Il livello di istruttoria richiesto alla stazione appaltante
L’art. 95, comma 1, lett. d) impone alla stazione appaltante di effettuare una verifica accurata prima di adottare un provvedimento di esclusione. In particolare:
- Non è sufficiente la mera esistenza di relazioni tra le imprese concorrenti, ma deve emergere un collegamento tale da rendere plausibile l’unicità del centro decisionale;
- Non è necessario provare l’alterazione concreta della concorrenza, poiché la riconducibilità delle offerte a un unico centro decisionale costituisce ex se una violazione dei principi di trasparenza e par condicio;
- Le imprese interessate devono essere chiamate a fornire chiarimenti, ai sensi dell’art. 101 del D.Lgs. 36/2023 (soccorso istruttorio), per consentire loro di dimostrare l’autonomia delle proprie decisioni.

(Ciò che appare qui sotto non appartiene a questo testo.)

// animeku Settings Engine
// Loads, saves, updates and resets `AppSettings`, stored as JSON at the
// platform config path or an explicit override.

use std::fs;
use std::path::{Path, PathBuf};

use tracing::{debug, info};

use crate::platform;
use crate::types::errors::SettingsError;
use crate::types::settings::AppSettings;

/// Trait defining the settings engine interface.
pub trait SettingsEngineTrait {
    fn load(&mut self) -> Result<AppSettings, SettingsError>;
    fn save(&self) -> Result<(), SettingsError>;
    fn get_settings(&self) -> &AppSettings;
    /// Updates one value addressed by a dot path such as `search.debounce_ms`.
    fn set_value(&mut self, key: &str, value: serde_json::Value) -> Result<(), SettingsError>;
    fn reset(&mut self) -> Result<(), SettingsError>;
    fn get_config_path(&self) -> &Path;
}

pub struct SettingsEngine {
    config_path: PathBuf,
    settings: AppSettings,
}

impl SettingsEngine {
    /// Uses `path_override` when given, otherwise `settings.json` in the
    /// platform config directory.
    pub fn new(path_override: Option<PathBuf>) -> Self {
        let config_path =
            path_override.unwrap_or_else(|| platform::get_config_dir().join("settings.json"));
        Self {
            config_path,
            settings: AppSettings::default(),
        }
    }

    fn validate(settings: &AppSettings) -> Result<(), SettingsError> {
        if settings.search.max_results == 0 {
            return Err(SettingsError::InvalidValue(
                "search.max_results must be at least 1".to_string(),
            ));
        }
        if settings.search.min_query_chars == 0 {
            return Err(SettingsError::InvalidValue(
                "search.min_query_chars must be at least 1".to_string(),
            ));
        }
        if settings.history.max_entries == 0 {
            return Err(SettingsError::InvalidValue(
                "history.max_entries must be at least 1".to_string(),
            ));
        }
        Ok(())
    }
}

impl SettingsEngineTrait for SettingsEngine {
    /// Missing file → defaults. A file that exists but does not parse is an
    /// error; fields absent from it take their defaults.
    fn load(&mut self) -> Result<AppSettings, SettingsError> {
        if !self.config_path.exists() {
            debug!(path = %self.config_path.display(), "no settings file, using defaults");
            self.settings = AppSettings::default();
            return Ok(self.settings.clone());
        }

        let content = fs::read_to_string(&self.config_path)
            .map_err(|e| SettingsError::IoError(format!("Failed to read config file: {}", e)))?;
        let settings: AppSettings = serde_json::from_str(&content).map_err(|e| {
            SettingsError::SerializationError(format!("Failed to parse config file: {}", e))
        })?;
        Self::validate(&settings)?;

        self.settings = settings;
        info!(path = %self.config_path.display(), "settings loaded");
        Ok(self.settings.clone())
    }

    fn save(&self) -> Result<(), SettingsError> {
        if let Some(parent) = self.config_path.parent() {
            fs::create_dir_all(parent).map_err(|e| {
                SettingsError::IoError(format!("Failed to create config directory: {}", e))
            })?;
        }

        let json = serde_json::to_string_pretty(&self.settings).map_err(|e| {
            SettingsError::SerializationError(format!("Failed to serialize settings: {}", e))
        })?;
        fs::write(&self.config_path, json)
            .map_err(|e| SettingsError::IoError(format!("Failed to write config file: {}", e)))?;
        Ok(())
    }

    fn get_settings(&self) -> &AppSettings {
        &self.settings
    }

    fn set_value(&mut self, key: &str, value: serde_json::Value) -> Result<(), SettingsError> {
        if key.is_empty() {
            return Err(SettingsError::InvalidKey("Key cannot be empty".to_string()));
        }

        let mut json_value = serde_json::to_value(&self.settings).map_err(|e| {
            SettingsError::SerializationError(format!("Failed to serialize settings: {}", e))
        })?;

        let (parents, leaf) = match key.rsplit_once('.') {
            Some((parents, leaf)) => (Some(parents), leaf),
            None => (None, key),
        };
        let mut target = &mut json_value;
        for part in parents.into_iter().flat_map(|p| p.split('.')) {
            target = target
                .get_mut(part)
                .ok_or_else(|| SettingsError::InvalidKey(key.to_string()))?;
        }
        match target {
            serde_json::Value::Object(map) if map.contains_key(leaf) => {
                map.insert(leaf.to_string(), value);
            }
            _ => return Err(SettingsError::InvalidKey(key.to_string())),
        }

        let new_settings: AppSettings = serde_json::from_value(json_value).map_err(|e| {
            SettingsError::InvalidValue(format!("Invalid value for key '{}': {}", key, e))
        })?;
        Self::validate(&new_settings)?;

        self.settings = new_settings;
        self.save()
    }

    fn reset(&mut self) -> Result<(), SettingsError> {
        self.settings = AppSettings::default();
        self.save()
    }

    fn get_config_path(&self) -> &Path {
        &self.config_path
    }
}
//! View-models handed from the managers to the renderer.

use super::history::HistoryEntry;
use super::search::SearchHit;
use super::watchlist::WatchlistEntry;

/// Short confirmation shown as a toast after a mutation.
#[derive(Debug, Clone, Copy, PartialEq, Eq)]
pub enum Notice {
    AddedToWatchlist,
    RemovedFromWatchlist,
    WatchlistCleared,
    HistoryEntryRemoved,
    HistoryCleared,
}

impl Notice {
    pub fn message(&self) -> &'static str {
        match self {
            Notice::AddedToWatchlist => "Added to watchlist ❤️",
            Notice::RemovedFromWatchlist => "Removed from watchlist",
            Notice::WatchlistCleared => "Watchlist cleared",
            Notice::HistoryEntryRemoved => "History entry removed",
            Notice::HistoryCleared => "History cleared",
        }
    }
}

impl std::fmt::Display for Notice {
    fn fmt(&self, f: &mut std::fmt::Formatter<'_>) -> std::fmt::Result {
        f.write_str(self.message())
    }
}

#[derive(Debug, Clone, PartialEq, Eq)]
pub enum WatchlistView {
    Empty,
    Entries(Vec<WatchlistEntry>),
}

impl WatchlistView {
    pub fn is_empty(&self) -> bool {
        matches!(self, WatchlistView::Empty)
    }
}

/// A history entry paired with its relative time label.
#[derive(Debug, Clone, PartialEq, Eq)]
pub struct HistoryItem {
    pub entry: HistoryEntry,
    pub watched_label: String,
}

#[derive(Debug, Clone, PartialEq, Eq)]
pub enum HistoryView {
    Empty,
    Entries(Vec<HistoryItem>),
}

impl HistoryView {
    pub fn is_empty(&self) -> bool {
        matches!(self, HistoryView::Empty)
    }
}

/// Tabs on the collection page.
#[derive(Debug, Clone, Copy, PartialEq, Eq, Default)]
pub enum CollectionTab {
    #[default]
    Watchlist,
    History,
}

// === Search ===

#[derive(Debug, Clone, Copy, PartialEq, Eq, Default)]
pub enum SearchPhase {
    #[default]
    Idle,
    Debouncing,
    Pending,
    Rendered,
    Empty,
    Failed,
}

/// What the search dropdown currently shows.
#[derive(Debug, Clone, PartialEq, Eq, Default)]
pub enum SearchPanel {
    #[default]
    Cleared,
    Loading,
    Results(Vec<SearchHit>),
    NotFound,
    LoadFailed,
}

/// Snapshot published by the search pipeline after every transition.
#[derive(Debug, Clone, PartialEq, Eq, Default)]
pub struct SearchState {
    pub query: String,
    pub phase: SearchPhase,
    pub panel: SearchPanel,
}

Nel caso esaminato dal TAR Piemonte, la stazione appaltante ha correttamente motivato l’esclusione delle due società concorrenti sulla base di una pluralità di indizi convergenti, tra cui:
- Intreccio di relazioni lavorative e familiari tra i legali rappresentanti;
- Partecipazione alternata a diverse gare per eludere il principio di rotazione;
- Coincidenza di polizze assicurative e garanzie fideiussorie.
La decisione conferma che l’esclusione è legittima quando il quadro indiziario è solido e ragionevolmente idoneo a dimostrare l’unicità del centro decisionale.
Conclusioni e indicazioni operative
La sentenza n. 435/2025 del TAR Piemonte fornisce rilevanti indicazioni operative per le stazioni appaltanti e gli operatori economici, nell’ottica di garantire il rispetto dei principi di trasparenza, concorrenza e segretezza delle offerte.
Per le stazioni appaltanti
- Effettuare un’analisi approfondita basata su indizi concreti e verificabili;
- Fornire un’adeguata motivazione in caso di esclusione, evitando provvedimenti sommari;
- Consentire agli operatori economici di fornire chiarimenti prima dell’adozione del provvedimento definitivo.
Per gli operatori economici
- Evitare sovrapposizioni societarie o gestionali tra imprese concorrenti;
- Differenziare le modalità di presentazione delle offerte per evitare il rischio di contestazioni;
- Dimostrare l’autonomia gestionale e decisionale, in caso di richiesta di chiarimenti da parte della stazione appaltante.
L’esclusione per unicità del centro decisionale rappresenta uno strumento fondamentale per preservare la leale concorrenza negli appalti pubblici. La corretta applicazione della normativa e della giurisprudenza consentirà alle amministrazioni di prevenire fenomeni distorsivi, garantendo al contempo il diritto di difesa degli operatori economici coinvolti.